Home sweet home--I was discharged from St.Joes oncology wing today after my 5 day stay.  When I originally called my oncologist and left a teary, urgent message stating something was wrong and I wanted to go to the hospital I wasn't prepared that I would actually be admitted.  I went to the oncologist and got lots of fluids and morphine and it was decided that I would be better off if I was admitted--so into Tacoma we went where I was able to stay on the oncology wing (St. Joes was such a great experience compared to my last stay at St. Francis).  I wasn't ignored by nurses and I felt like my concerns were taken seriously and the staff was very accommodating to my boisterous family, my constant insomnia and chit-chat.  

Nick, Me, Kristi

The bone pain was incredible.  I am still shocked that my body could be in that amount of pain, I don't think I could have managed that on my own--thanks for all the positive vibes and thank heaven for morphine.  My counts were low, but remained somewhat steady.  I am no longer a blood transfusion virgin.  I received 2 bags of blood while at the hospital.  I had a panic attack when the nurse was trying to draw blood from my port and was having issues--I kept having to move my head a certain way, lay back, breathe deep....the pain and the medication I was on compounded and I began to cry hysterically.  The poor nurse (who I had the others days as well and she was wonderful) was shocked and not sure what to do.  Luckily for me, I had Scott on one side of me and Kerri on the other holding my hands and trying to calm me down........it worked.

My new blood

the CNA wanted me to stay hydrated

Mom was here for part of my stay as well, which was an extra bonus.  When I was hospitalized last time she had already left after taking care of me post chemo--it was nice so she could see how I was doing in person without it being relayed to her--less stress for both of us.

Scott, Me, Luke

I will have my labs drawn and meet with my oncologist on Thursday to see where we are.  Right now I am so bloaty it hurts. My feet, ankles, hands, belly, face, .................everywhere is sore and bloaty.
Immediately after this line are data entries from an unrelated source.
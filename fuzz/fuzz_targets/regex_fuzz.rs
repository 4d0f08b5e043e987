#![no_main]
use libfuzzer_sys::fuzz_target;
use stx::lexer::{Automaton, CharCursor, Scanner, StrSource};
use stx::testing::fixtures;
use stx::END_OF_INPUT;

fuzz_target!(|data: &[u8]| {
    let Ok(input) = std::str::from_utf8(data) else {
        return;
    };

    // Arbitrary automaton data must decode or fail cleanly
    let words: Vec<i32> = data
        .chunks_exact(4)
        .map(|chunk| i32::from_le_bytes([chunk[0], chunk[1], chunk[2], chunk[3]]))
        .collect();
    let split = words.len() / 4;
    if let Ok(automaton) = Automaton::decode(&words[..split], &words[split..]) {
        for start in 0..automaton.vertices().len() {
            let mut cursor = CharCursor::new(StrSource::new(input));
            match automaton.matches(start, &mut cursor) {
                Some(lexeme) => assert!(input.starts_with(lexeme.as_str())),
                None => assert_eq!(cursor.offset(), 0),
            }
        }
    }

    // Scanning terminates and spans stay inside the input
    let Ok(automaton) = fixtures::token_automaton() else {
        return;
    };
    let mut scanner = Scanner::new(
        &automaton,
        &fixtures::TOKEN_MODES,
        &fixtures::KEYWORD_GRAMMAR,
        StrSource::new(input),
    );
    let limit = input.chars().count() + 1;
    for _ in 0..=limit {
        match scanner.next_lexeme() {
            Ok(lexeme) if lexeme.token == END_OF_INPUT => return,
            Ok(lexeme) => assert!(lexeme.span.end <= limit),
            Err(err) => assert!(err.span.end <= limit),
        }
    }
    panic!("scanner did not reach end of input");
});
I am left with pain medication, THC pills, and mouth wash.  Because my counts were low and I was not as diligent with my preventative care while in the hospital and I now have mouth sores again!   Still waiting to catch a break.

Josh, Me, Allison


  1. Thinking about you lots kiddo, Lots of good vibes your way!

  2. Boy! I am a 'virgin' visitor to your site. I applaud you Dori for your courage.
    Stay strong!

  3. Dori,
    You say you are bloated all over, I just have to say you look fabulous anyway!! I love the smiles in the photos and of course all those that love and support you. You are brave, loved, courageous, and spunkie. You keep up that fight!! Lots of love going your way!